Reorganisation takes shape: Absa sees slight improvement in profit measure as costs ease

By Vernon Wessels

(Bloomberg) – Absa Group Ltd. forecast that its return on equity, a measure of profit, will improve slightly this year, helped by the South African lender’s operations in the rest of the continent.

While costs will improve by the end of the year, expenses are still likely to grow faster than income, the Johannesburg-based bank said in a statement on Monday. Loan and deposit growth will improve, with its rest-of-Africa business outperforming its home market, as will its credit-loss ratio, while the company’s net interest margin “is likely to decline slightly this year,” the company said.

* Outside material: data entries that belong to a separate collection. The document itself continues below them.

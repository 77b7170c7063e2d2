//! Implementation of `git-share share`.
//!
//! Moves the working-tree changes onto a fresh `<prefix>/<n>` branch, pushes
//! it, and returns to the original branch with the local copy deleted. The
//! working tree is left without the shared changes; they now live only on the
//! remote branch.

use crate::config::Preferences;
use crate::error::{Result, ShareError};
use crate::pipeline::Pipeline;
use crate::repo::Vcs;
use rand::Rng;
use tracing::info;

/// Commit message used for share commits.
pub const SHARE_COMMIT_MESSAGE: &str = "💙 Sharing";

/// Highest number used in generated share branch names (inclusive).
pub const MAX_SHARE_NUMBER: u32 = 1000;

#[derive(Debug, Clone, PartialEq, Eq)]
pub enum ShareOutcome {
    /// The working tree was clean; nothing was created or pushed.
    NothingToShare,
    /// Changes were pushed to this branch.
    Shared { branch: String },
}

/// `<prefix>/<n>` with `n` uniformly drawn from `0..=1000`.
pub fn generate_share_branch_name<R: Rng + ?Sized>(prefix: &str, rng: &mut R) -> String {
    format!("{}/{}", prefix, rng.random_range(0..=MAX_SHARE_NUMBER))
}

pub fn cmd_share(vcs: &dyn Vcs, prefs: &Preferences) -> Result<ShareOutcome> {
    share_with_rng(vcs, prefs, &mut rand::rng())
}

pub(crate) fn share_with_rng<R: Rng + ?Sized>(
    vcs: &dyn Vcs,
    prefs: &Preferences,
    rng: &mut R,
) -> Result<ShareOutcome> {
    let status = vcs.status()?;
    if status.is_clean {
        println!("\n🤨 No changes to share\n");
        return Ok(ShareOutcome::NothingToShare);
    }

    let original_branch = status.current_branch.ok_or_else(|| {
        ShareError::UserError(
            "HEAD is detached. Check out a branch before sharing so it can be restored afterwards."
                .to_string(),
        )
    })?;
    let share_branch = generate_share_branch_name(prefs.branch_prefix(), rng);
    let remote = prefs.remote();
    info!(branch = %share_branch, from = %original_branch, "sharing changes");

    Pipeline::new("share")
        .step(
            "create share branch",
            format!("Checking out new branch: \"{}\"", share_branch),
            || vcs.checkout_new_branch(&share_branch),
        )
        .step("stage changes", "Adding all changes", || vcs.stage_all())
        .step("commit", "Committing", || {
            vcs.commit_no_verify(SHARE_COMMIT_MESSAGE)
        })
        .step("push", "Pushing", || {
            vcs.push_set_upstream(remote, &share_branch)
        })
        .step(
            "restore original branch",
            format!("Checking out \"{}\"", original_branch),
            || vcs.checkout(&original_branch),
        )
        .step(
            "delete local share branch",
            format!("Deleting local share branch \"{}\"", share_branch),
            || vcs.delete_local_branch(&share_branch),
        )
        .run()?;

    println!("\n🤝 Shared branch: \"{}\"\n", share_branch);
    Ok(ShareOutcome::Shared {
        branch: share_branch,
    })
}
//! Preference keys and their default values.

/// Whether the one-time alias installation offer has been declined.
pub const SKIP_ALIAS_CHECK_KEY: &str = "skipAliasCheck";

/// Remote that share branches are pushed to and taken from.
pub const REMOTE_KEY: &str = "remote";

/// Branch that taken share branches are merged into.
pub const MERGE_TARGET_KEY: &str = "mergeTarget";

/// Namespace for share branch names (`<prefix>/<n>`).
pub const BRANCH_PREFIX_KEY: &str = "branchPrefix";

pub const DEFAULT_REMOTE: &str = "origin";
pub const DEFAULT_MERGE_TARGET: &str = "master";
pub const DEFAULT_BRANCH_PREFIX: &str = "share";

/// Directory name under the platform config directory.
pub const APP_DIR_NAME: &str = "git-share";

/// File name of the preference record.
pub const CONFIG_FILE_NAME: &str = "config.json";

/// Environment variable overriding the directory holding `config.json`.
pub const CONFIG_DIR_ENV: &str = "GIT_SHARE_CONFIG_DIR";
//! Remote operations: push, pull, fetch, and remote-tracking branch listing.

use super::GitRepo;
use crate::error::Result;

impl GitRepo {
    pub(super) fn push_branch(&self, remote: &str, branch: &str) -> Result<()> {
        self.git(&["push", "--set-upstream", remote, branch])?;
        Ok(())
    }

    pub(super) fn push_delete(&self, remote: &str, branch: &str) -> Result<()> {
        self.git(&["push", remote, "--delete", branch])?;
        Ok(())
    }

    /// Pull the tracked branch, pruning remote-tracking refs deleted on the remote.
    pub(super) fn pull_tracking(&self) -> Result<()> {
        self.git(&["pull", "--prune"])?;
        Ok(())
    }

    /// Fetch only the refs matched by `refspec`, pruning remote-tracking refs
    /// under its destination that no longer exist on the remote.
    pub(super) fn fetch_with_refspec(&self, remote: &str, refspec: &str) -> Result<()> {
        self.git(&["fetch", "--prune", remote, refspec])?;
        Ok(())
    }

    pub(super) fn remote_branches_matching(&self, pattern: &str) -> Result<Vec<String>> {
        let output = self.git(&[
            "branch",
            "--remotes",
            "--list",
            pattern,
            "--format=%(refname:short)",
        ])?;

        Ok(output
            .lines()
            .into_iter()
            .map(str::trim)
            .filter(|name| !name.is_empty())
            .map(str::to_string)
            .collect())
    }
}

/// Strip the leading `<remote>/` from a remote-tracking branch name.
///
/// `origin/share/42` becomes `share/42`. Names without the prefix are
/// returned unchanged.
pub fn strip_remote_prefix<'a>(remote: &str, name: &'a str) -> &'a str {
    name.strip_prefix(remote)
        .and_then(|rest| rest.strip_prefix('/'))
        .unwrap_or(name)
}
//! git-share: pass uncommitted changes between two people via throwaway branches.
//!
//! This is the main entry point for the `git-share` CLI. It sets up logging,
//! parses arguments, dispatches to the share or take workflow, and maps
//! errors to exit codes.

mod cli;
mod commands;
pub mod config;
pub mod error;
pub mod exit_codes;
pub mod fs;
pub mod git;
pub mod pipeline;
pub mod prompt;
pub mod repo;

#[cfg(test)]
mod test_support;

use cli::Cli;
use std::process::ExitCode;
use tracing_subscriber::EnvFilter;

/// Environment variable holding the tracing filter, e.g. `GIT_SHARE_LOG=debug`.
const LOG_ENV: &str = "GIT_SHARE_LOG";

fn init_tracing() {
    let filter = EnvFilter::try_from_env(LOG_ENV).unwrap_or_else(|_| EnvFilter::new("warn"));
    tracing_subscriber::fmt()
        .with_env_filter(filter)
        .with_writer(std::io::stderr)
        .with_target(false)
        .init();
}

fn main() -> ExitCode {
    init_tracing();
    let cli = Cli::parse_args();

    match commands::dispatch(cli) {
        Ok(()) => ExitCode::from(exit_codes::SUCCESS as u8),
        Err(err) => {
            eprintln!("Error: {}", err);
            ExitCode::from(err.exit_code() as u8)
        }
    }
}
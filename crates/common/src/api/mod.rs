pub mod analyze;
pub mod explain;
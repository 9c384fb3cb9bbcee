use serde::{Deserialize, Serialize};

use crate::ids::{AnalysisId, UserId};
use crate::types::{AnalysisRecord, ExplanationOutcome, RiskPoint, RiskTier};

/// POST /analyze request body.
#[derive(Clone, Debug, Serialize, Deserialize)]
pub struct AnalyzeRequest {
    pub text: String,
}

/// Both best-effort explanations, one per classifier.
#[derive(Clone, Debug, Serialize, Deserialize)]
pub struct ExplanationBundle {
    pub sentiment: ExplanationOutcome,
    pub disorder: ExplanationOutcome,
}

/// POST /analyze response: the persisted record plus live-only enrichment
/// (alert text and explanations are never stored).
#[derive(Clone, Debug, Serialize, Deserialize)]
pub struct AnalyzeResponse {
    pub id: AnalysisId,
    pub user_id: UserId,
    pub text: String,
    pub sentiment: String,
    pub sentiment_confidence: f64,
    pub disorder: String,
    pub disorder_confidence: f64,
    pub risk_level: RiskTier,
    pub recommendations: Vec<String>,
    pub timestamp: chrono::DateTime<chrono::Utc>,
    pub alert: String,
    pub explanations: ExplanationBundle,
}

/// GET /results response.
#[derive(Clone, Debug, Serialize, Deserialize)]
pub struct ResultsResponse {
    pub user_id: UserId,
    pub count: usize,
    pub analyses: Vec<AnalysisRecord>,
}

/// GET /risk-levels response.
#[derive(Clone, Debug, Serialize, Deserialize)]
pub struct RiskLevelsResponse {
    pub user_id: UserId,
    pub count: usize,
    pub risk_levels: Vec<RiskPoint>,
}

/// GET /trend response — full records ascending by timestamp, chart-ready.
#[derive(Clone, Debug, Serialize, Deserialize)]
pub struct TrendResponse {
    pub user_id: UserId,
    pub count: usize,
    pub trend_data: Vec<AnalysisRecord>,
}

/// One entry of GET /suggestions: the stored recommendation context without
/// the free-text input.
#[derive(Clone, Debug, Serialize, Deserialize)]
pub struct SuggestionEntry {
    pub id: AnalysisId,
    pub timestamp: chrono::DateTime<chrono::Utc>,
    pub disorder: String,
    pub risk_level: RiskTier,
    pub recommendations: Vec<String>,
}

/// GET /suggestions response.
#[derive(Clone, Debug, Serialize, Deserialize)]
pub struct SuggestionsResponse {
    pub user_id: UserId,
    pub count: usize,
    pub suggestions: Vec<SuggestionEntry>,
}

/// DELETE /results/{id} response.
#[derive(Clone, Debug, Serialize, Deserialize)]
pub struct DeleteResponse {
    pub id: AnalysisId,
    pub deleted: bool,
}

Absa, which last month rebranded from Barclays Africa Group Ltd. after its former parent reduced its controlling stake, is focusing on winning back market share in South Africa and doubling its share of revenue from its 12 other operations on the continent. The lender reported first-half adjusted earnings per share that rose 3 percent to R9.50.

Absa media statement

Absa Group Limited today reported good progress in positioning to deliver on the new corporate strategy it launched in March 2018. The group, previously known as Barclays Africa Group, reiterated its goal to double its share of banking revenues in Africa to 12%.

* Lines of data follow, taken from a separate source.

mod gradio;
pub mod labels;

use std::future::Future;
use std::pin::Pin;
use std::sync::atomic::{AtomicBool, Ordering};
use std::time::Duration;

use mindtrace_common::api::explain::ExplanationKind;
use mindtrace_common::config::{InferenceConfig, RetryConfig};
use mindtrace_common::types::ClassificationResult;

/// Errors from the hosted classifier endpoints.
#[derive(Debug, thiserror::Error)]
pub enum InferenceError {
    #[error("Inference HTTP error: {0}")]
    Http(String),

    #[error("Inference API error: {0}")]
    Api(String),

    #[error("Inference response parse error: {0}")]
    Parse(String),

    #[error("Inference timed out: {0}")]
    Timeout(String),

    #[error("Inference rate limited")]
    RateLimited,

    #[error("Classifier returned no usable prediction: {0}")]
    EmptyPrediction(String),

    #[error("Inference client used before connect()")]
    NotInitialized,
}

impl InferenceError {
    /// Whether this error should not be retried.
    fn is_non_retryable(&self) -> bool {
        matches!(
            self,
            InferenceError::NotInitialized | InferenceError::Timeout(_)
        )
    }
}

impl From<InferenceError> for mindtrace_common::MindtraceError {
    fn from(e: InferenceError) -> Self {
        mindtrace_common::MindtraceError::Inference(e.to_string())
    }
}

/// Client for the two hosted classifiers. Constructed once at process start
/// and shared; holds one HTTP connection pool for both endpoints.
pub struct InferenceClient {
    http: reqwest::Client,
    config: InferenceConfig,
    retry_config: RetryConfig,
    ready: AtomicBool,
}

impl InferenceClient {
    pub fn new(config: InferenceConfig, retry_config: RetryConfig) -> Self {
        Self {
            http: reqwest::Client::new(),
            config,
            retry_config,
            ready: AtomicBool::new(false),
        }
    }

    /// Handshake with both model endpoints. Classification before a
    /// successful connect returns `NotInitialized`.
    pub async fn connect(&self) -> Result<(), InferenceError> {
        tracing::info!(
            sentiment_url = %self.config.sentiment_url,
            disorder_url = %self.config.disorder_url,
            "Connecting to hosted classifiers"
        );

        gradio::handshake(&self.http, &self.config.sentiment_url).await?;
        gradio::handshake(&self.http, &self.config.disorder_url).await?;

        self.ready.store(true, Ordering::Release);
        tracing::info!("Classifier endpoints ready");
        Ok(())
    }

    pub fn is_ready(&self) -> bool {
        self.ready.load(Ordering::Acquire)
    }

    pub async fn classify_sentiment(
        &self,
        text: &str,
    ) -> Result<ClassificationResult, InferenceError> {
        self.classify(ExplanationKind::Sentiment, text).await
    }

    pub async fn classify_disorder(
        &self,
        text: &str,
    ) -> Result<ClassificationResult, InferenceError> {
        self.classify(ExplanationKind::Disorder, text).await
    }

    /// Classify with bounded retry and exponential backoff.
    async fn classify(
        &self,
        kind: ExplanationKind,
        text: &str,
    ) -> Result<ClassificationResult, InferenceError> {
        if !self.is_ready() {
            return Err(InferenceError::NotInitialized);
        }

        let mut attempt = 0u32;
        let mut backoff_ms = self.retry_config.initial_backoff_ms;

        loop {
            attempt += 1;
            let result = self.classify_once(kind, text).await;

            match result {
                Ok(classification) => return Ok(classification),
                Err(ref e) if e.is_non_retryable() => {
                    metrics::counter!("inference.api.errors", "model" => kind.as_str())
                        .increment(1);
                    return result;
                }
                Err(e) => {
                    if attempt >= self.retry_config.max_attempts {
                        metrics::counter!("inference.api.errors", "model" => kind.as_str())
                            .increment(1);
                        return Err(e);
                    }
                    let jitter = if self.retry_config.jitter {
                        compute_jitter(attempt, backoff_ms)
                    } else {
                        0
                    };
                    let wait = backoff_ms + jitter;
                    tracing::warn!(
                        model = kind.as_str(),
                        attempt,
                        wait_ms = wait,
                        error = %e,
                        "Classifier call failed, retrying"
                    );
                    tokio::time::sleep(Duration::from_millis(wait)).await;
                    backoff_ms = (backoff_ms as f64 * self.retry_config.backoff_multiplier) as u64;
                    backoff_ms = backoff_ms.min(self.retry_config.max_backoff_ms);
                }
            }
        }
    }

    /// Single attempt against the endpoint for the given classifier.
    async fn classify_once(
        &self,
        kind: ExplanationKind,
        text: &str,
    ) -> Result<ClassificationResult, InferenceError> {
        let base_url = match kind {
            ExplanationKind::Sentiment => &self.config.sentiment_url,
            ExplanationKind::Disorder => &self.config.disorder_url,
        };
        let timeout = Duration::from_millis(self.config.classify_timeout_ms);

        let raw = gradio::send_predict(&self.http, base_url, kind.as_str(), timeout, text).await?;

        Ok(ClassificationResult {
            label: labels::human_label(kind, &raw.label),
            confidence: (raw.score * 100.0).clamp(0.0, 100.0),
        })
    }
}

/// Compute jitter for retry backoff using simple hash-based approach.
fn compute_jitter(attempt: u32, backoff_ms: u64) -> u64 {
    use std::hash::{Hash, Hasher};
    let mut hasher = std::hash::DefaultHasher::new();
    attempt.hash(&mut hasher);
    std::time::SystemTime::now()
        .duration_since(std::time::UNIX_EPOCH)
        .unwrap_or_default()
        .subsec_nanos()
        .hash(&mut hasher);
    hasher.finish() % (backoff_ms / 2 + 1)
}

/// Object-safe trait for testability (dyn dispatch).
/// Tests provide mock classifiers; production uses InferenceClient.
pub trait Classifier: Send + Sync {
    fn classify_sentiment<'a>(
        &'a self,
        text: &'a str,
    ) -> Pin<Box<dyn Future<Output = Result<ClassificationResult, InferenceError>> + Send + 'a>>;

    fn classify_disorder<'a>(
        &'a self,
        text: &'a str,
    ) -> Pin<Box<dyn Future<Output = Result<ClassificationResult, InferenceError>> + Send + 'a>>;
}

impl Classifier for InferenceClient {
    fn classify_sentiment<'a>(
        &'a self,
        text: &'a str,
    ) -> Pin<Box<dyn Future<Output = Result<ClassificationResult, InferenceError>> + Send + 'a>>
    {
        Box::pin(self.classify_sentiment(text))
    }

    fn classify_disorder<'a>(
        &'a self,
        text: &'a str,
    ) -> Pin<Box<dyn Future<Output = Result<ClassificationResult, InferenceError>> + Send + 'a>>
    {
        Box::pin(self.classify_disorder(text))
    }
}

#[cfg(test)]
mod tests {
    use super::*;
    use mindtrace_common::config::{InferenceConfig, RetryConfig};

    fn test_client() -> InferenceClient {
        InferenceClient::new(
            InferenceConfig {
                sentiment_url: "http://localhost:7860".into(),
                disorder_url: "http://localhost:7861".into(),
                classify_timeout_ms: 1000,
            },
            RetryConfig {
                max_attempts: 1,
                initial_backoff_ms: 10,
                max_backoff_ms: 100,
                backoff_multiplier: 2.0,
                jitter: false,
            },
        )
    }

    #[tokio::test]
    async fn test_classify_before_connect_is_not_initialized() {
        let client = test_client();
        let err = client.classify_sentiment("feeling fine").await.unwrap_err();
        assert!(matches!(err, InferenceError::NotInitialized));
    }

    #[test]
    fn test_timeout_is_non_retryable() {
        assert!(InferenceError::Timeout("x".into()).is_non_retryable());
        assert!(InferenceError::NotInitialized.is_non_retryable());
        assert!(!InferenceError::Http("x".into()).is_non_retryable());
        assert!(!InferenceError::RateLimited.is_non_retryable());
    }
}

“An important milestone in positioning for delivery against our strategy was achieving full regulatory de-consolidation, which means that UK regulators no longer regard Absa and Barclays PLC as a single entity,” said Maria Ramos, Absa Group Chief Executive. “In practical terms, it means that we no longer operate under any policy frameworks set by Barclays PLC. For example we are now free to set our own risk appetite.”

Image supplied by Absa Group.

Absa Group announced a new operating model in April, empowering business unit leadership teams to have end-to-end accountability for delivery. Further reorganisation is now taking place at business unit level.

The reorganisation process started with retail and business banking SA (RBB SA), which accounts for more than half of Absa Group’s total income.

“In our retail and business banking unit in South Africa, we now have an operating model which has reduced management layers, enables faster decision making and brings the leadership team closer to customers and colleagues” said Ramos, adding that positive momentum seen in the latter half of last year has carried through into the first half of 2018. Notably, in the first half of the year, new home loans increased by 14% in the first half – against a context where market growth was 4%.

A further separation milestone was reached in July when the group name was changed from Barclays Africa Group to Absa Group and a refreshed brand was launched as an expression of the group’s new identity and its digital ambition. In our markets outside South Africa, subsidiaries will begin the change to Absa from mid-2019 – subject to securing all relevant approvals.

Absa has made progress in its aspiration to build and entrepreneurial, digitally-led bank.

“We have made it clear that our ambition is to be a digitally-led organisation, digitally capable and scalable” said Ramos.

  • In Kenya, Absa’s local subsidiary launched Timiza – an app-based personal loans platform – in March this year. Timiza’s customer base had grown to more than two million by 25 July.
  • Absa launched WhatsApp banking and Samsung Pay as new propositions for its South Africa retail business. Uptake particularly in WhatsApp banking has exceeded expectation with more than 10 000 customers registering for ChatBanking on WhatsApp within the first 20 days.

Looking ahead, Absa will continue to drive the growth momentum recorded in retail and business banking, and address opportunities in the wealth and investment management and insurance business unit, and in the corporate and investment banking portfolios.